その後、昭和になり、御堂筋(道幅二十四間)と地下鉄御堂筋線がそれぞれ開通してからは、堺筋のメインストリートとしての地位が御堂筋に移行していきます。急速なモータリゼーションの波の中で、昭和41年に市電堺筋線は廃止され、これにかわって地下鉄堺筋線が開通します。さらに、昭和45年には市内の4大幹線の一方通行が実施され、堺筋は北行き道路としての役割を分担することになりました。

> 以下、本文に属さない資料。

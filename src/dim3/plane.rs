use glam::DVec3;

/// A plane `normal · x = d` through three points.
///
/// The normal is not normalized; its direction follows the winding of the
/// points the plane was built from.
#[derive(Clone, Copy, Debug, PartialEq)]
pub struct Plane {
    /// The (unnormalized) normal of the plane.
    pub normal: DVec3,
    /// The offset of the plane along its normal.
    pub d: f64,
}

impl Plane {
    /// Returns `normal · point - d`.
    ///
    /// Positive values are on the side the normal points to.
    #[inline]
    pub fn signed_value(&self, point: DVec3) -> f64 {
        self.normal.dot(point) - self.d
    }

    /// Computes the perpendicular distance from `point` to the plane.
    #[inline]
    pub fn distance(&self, point: DVec3) -> f64 {
        self.signed_value(point).abs() / self.normal.length()
    }

    /// Returns `true` if the points the plane was built from are collinear.
    #[inline]
    pub fn is_degenerate(&self) -> bool {
        self.normal == DVec3::ZERO
    }
}

/// Computes the plane through `p1`, `p2` and `p3`.
///
/// The normal is `(p2 - p1) × (p3 - p1)`. The points must not be collinear,
/// otherwise the normal is zero and the plane is meaningless.
///
/// # Example
///
/// ```
/// use convex_quickhull::plane_equation;
/// use glam::DVec3;
///
/// let plane = plane_equation(DVec3::X, DVec3::Y, DVec3::Z);
///
/// assert_eq!(plane.normal, DVec3::ONE);
/// assert_eq!(plane.d, 1.0);
/// ```
#[inline]
pub fn plane_equation(p1: DVec3, p2: DVec3, p3: DVec3) -> Plane {
    let normal = (p2 - p1).cross(p3 - p1);
    Plane {
        normal,
        d: normal.dot(p1),
    }
}

/// Computes the volume of the tetrahedron spanned by four points.
#[inline]
pub fn tetrahedron_volume(p1: DVec3, p2: DVec3, p3: DVec3, p4: DVec3) -> f64 {
    (p2 - p1).dot((p3 - p1).cross(p4 - p1)).abs() / 6.0
}

#[cfg(test)]
mod tests {
    use approx::assert_relative_eq;

    use super::*;

    #[test]
    fn face_normal_test() {
        let plane = plane_equation(
            DVec3::new(-1.0, 0.0, 0.0),
            DVec3::new(1.0, 0.0, 0.0),
            DVec3::new(0.0, 1.0, 0.0),
        );
        assert_eq!(plane.normal, DVec3::new(0.0, 0.0, 2.0));
        assert_eq!(plane.d, 0.0);

        let plane = plane_equation(
            DVec3::new(0.0, -1.0, 3.0),
            DVec3::new(0.0, 1.0, 3.0),
            DVec3::new(0.0, 0.0, 4.0),
        );
        assert_eq!(plane.normal, DVec3::new(2.0, 0.0, 0.0));
        assert_eq!(plane.d, 0.0);

        let plane = plane_equation(
            DVec3::new(0.0, 2.0, -1.0),
            DVec3::new(0.0, 2.0, 1.0),
            DVec3::new(1.0, 2.0, 0.0),
        );
        assert_eq!(plane.normal, DVec3::new(0.0, 2.0, 0.0));
        assert_eq!(plane.d, 4.0);
    }

    #[test]
    fn signed_value_and_distance() {
        let plane = plane_equation(DVec3::X, DVec3::Y, DVec3::Z);

        assert!(plane.signed_value(DVec3::splat(1.0)) > 0.0);
        assert!(plane.signed_value(DVec3::ZERO) < 0.0);
        assert_eq!(plane.signed_value(DVec3::X), 0.0);

        assert_relative_eq!(plane.distance(DVec3::ZERO), 1.0 / 3.0_f64.sqrt());
        assert_relative_eq!(plane.distance(DVec3::splat(1.0)), 2.0 / 3.0_f64.sqrt());
    }

    #[test]
    fn collinear_plane_is_degenerate() {
        let plane = plane_equation(DVec3::ZERO, DVec3::X, DVec3::X * 2.0);
        assert!(plane.is_degenerate());
        assert!(!plane_equation(DVec3::ZERO, DVec3::X, DVec3::Y).is_degenerate());
    }

    #[test]
    fn tetrahedron_volume_test() {
        let volume = tetrahedron_volume(DVec3::ZERO, DVec3::X, DVec3::Y, DVec3::Z);
        assert_relative_eq!(volume, 1.0 / 6.0);

        // Orientation does not matter.
        let volume = tetrahedron_volume(DVec3::ZERO, DVec3::Y, DVec3::X, DVec3::Z);
        assert_relative_eq!(volume, 1.0 / 6.0);

        let coplanar =
            tetrahedron_volume(DVec3::ZERO, DVec3::X, DVec3::Y, DVec3::new(0.5, 0.5, 0.0));
        assert_eq!(coplanar, 0.0);
    }
}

一方、船場のまちは、戦後復興・高度成長を迎える中で、地域のオフィス街化が進み、大正14年に6万人超を数えた船場の居住人口は郊外に流出、1995年には3千人台へと落ち込みました。

長堀橋交差点 昭和36年

2000年頃からは、地域の市民団体や大学などによる船場をテーマに活動する団体等が立ち上がり、様々な地域活性化活動が盛んに行われ、その成果もあり、まちの活力を取り戻しつつあります。
また、経済や社会環境の変化もあり、地域人口もかなり回復し、近年はインバウンドよる滞在人口の増加や、集う人々の多様性の変化も見受けられます。そんな変化の時代にあって本会は誇りと伝統のある私たちのまちが、より成熟する為のビジョンを共に考える会として発足しました。